Cell death protein levels and activation in mouse brain during normal maturation and CPT-induced apoptosis. (A) Western blots of phospho^Ser15-p53, Bax, Bak, Noxa, and Puma in normal wild-type mouse forebrains on the day of birth (P0) and at postnatal (P) days 5, 10, 15, 20. Nuclear fractions (10 μg protein) were used for p53. Mitochondrial-enriched fractions (10 μg protein) were used for Bax, Bak, Noxa, and Puma. Blots were re-probed for cofilin to show equivalent protein loading (a representative blot for cofilin is shown). Mitochondrial and cytosolic fractions of adult human motor cortex are positive or negative controls for antibody specificity. (B) Western blots of phospho^Ser15-p53, Bax, and Bak in cerebral cortex of wild-type (wt) and bak-null mice injected intraventricularly with 10 μM CPT and killed at 8 or 16 h later. Blots were re-probed for actin to show equivalent protein loading (a representative blot for actin is shown). (C) Intraventricular CPT induces robust apoptosis in mouse brain. Wild-type P5 mice were injected in the right lateral ventricle (arrow) with 10 μM CPT (n = 6) or an equal volume of vehicle (control, n = 6) and were killed 24 h later.

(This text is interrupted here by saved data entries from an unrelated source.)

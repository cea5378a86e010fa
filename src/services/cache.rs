use crate::services::catalog::Catalog;
use moka::future::{Cache, CacheBuilder};
use std::future::Future;
use std::sync::Arc;
use std::time::Duration;

const SNAPSHOT_KEY: &str = "catalog";

/// In-memory cache holding the current catalog snapshot
///
/// Requests share one `Arc<Catalog>` until the TTL expires or the
/// snapshot is invalidated. Concurrent misses are coalesced so the
/// loader runs once.
#[derive(Clone)]
pub struct CatalogCache {
    snapshots: Cache<&'static str, Arc<Catalog>>,
}

impl CatalogCache {
    pub fn new(ttl_secs: u64) -> Self {
        let snapshots = CacheBuilder::new(1)
            .time_to_live(Duration::from_secs(ttl_secs))
            .build();

        Self { snapshots }
    }

    /// Return the cached snapshot, running `load` on a miss
    pub async fn get_or_load<F, E>(&self, load: F) -> Result<Arc<Catalog>, Arc<E>>
    where
        F: Future<Output = Result<Catalog, E>>,
        E: Send + Sync + 'static,
    {
        self.snapshots
            .try_get_with(SNAPSHOT_KEY, async {
                let catalog = load.await?;
                tracing::debug!("Catalog snapshot loaded: {} breeds", catalog.len());
                Ok::<_, E>(Arc::new(catalog))
            })
            .await
    }

    /// Replace the cached snapshot
    pub async fn insert(&self, catalog: Catalog) {
        self.snapshots.insert(SNAPSHOT_KEY, Arc::new(catalog)).await;
    }

    /// Drop the cached snapshot so the next read reloads it
    pub async fn invalidate(&self) {
        self.snapshots.invalidate(SNAPSHOT_KEY).await;
        tracing::debug!("Catalog snapshot invalidated");
    }

    pub fn is_cached(&self) -> bool {
        self.snapshots.contains_key(SNAPSHOT_KEY)
    }
}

CPT-induced marked dilation of the lateral ventricles and shrinkage of the striatum. Numerous apoptotic cells were seen in cerebral cortex of CPT-treated mice (lower right panel and inset) but not in vehicle-injected mice (upper right panel). Scale bars: 500 μm (left panels); 22.5 μm (right panels); 5 μm (inset).

Figure 7.

Summary diagram illustrating the molecular regulation of apoptosis in immature and differentiated cortical neurons induced by DNA damage. Differences in font sizes reflect the weight of the particular protein or inhibitor (the smaller the font the less involvement or magnitude of change).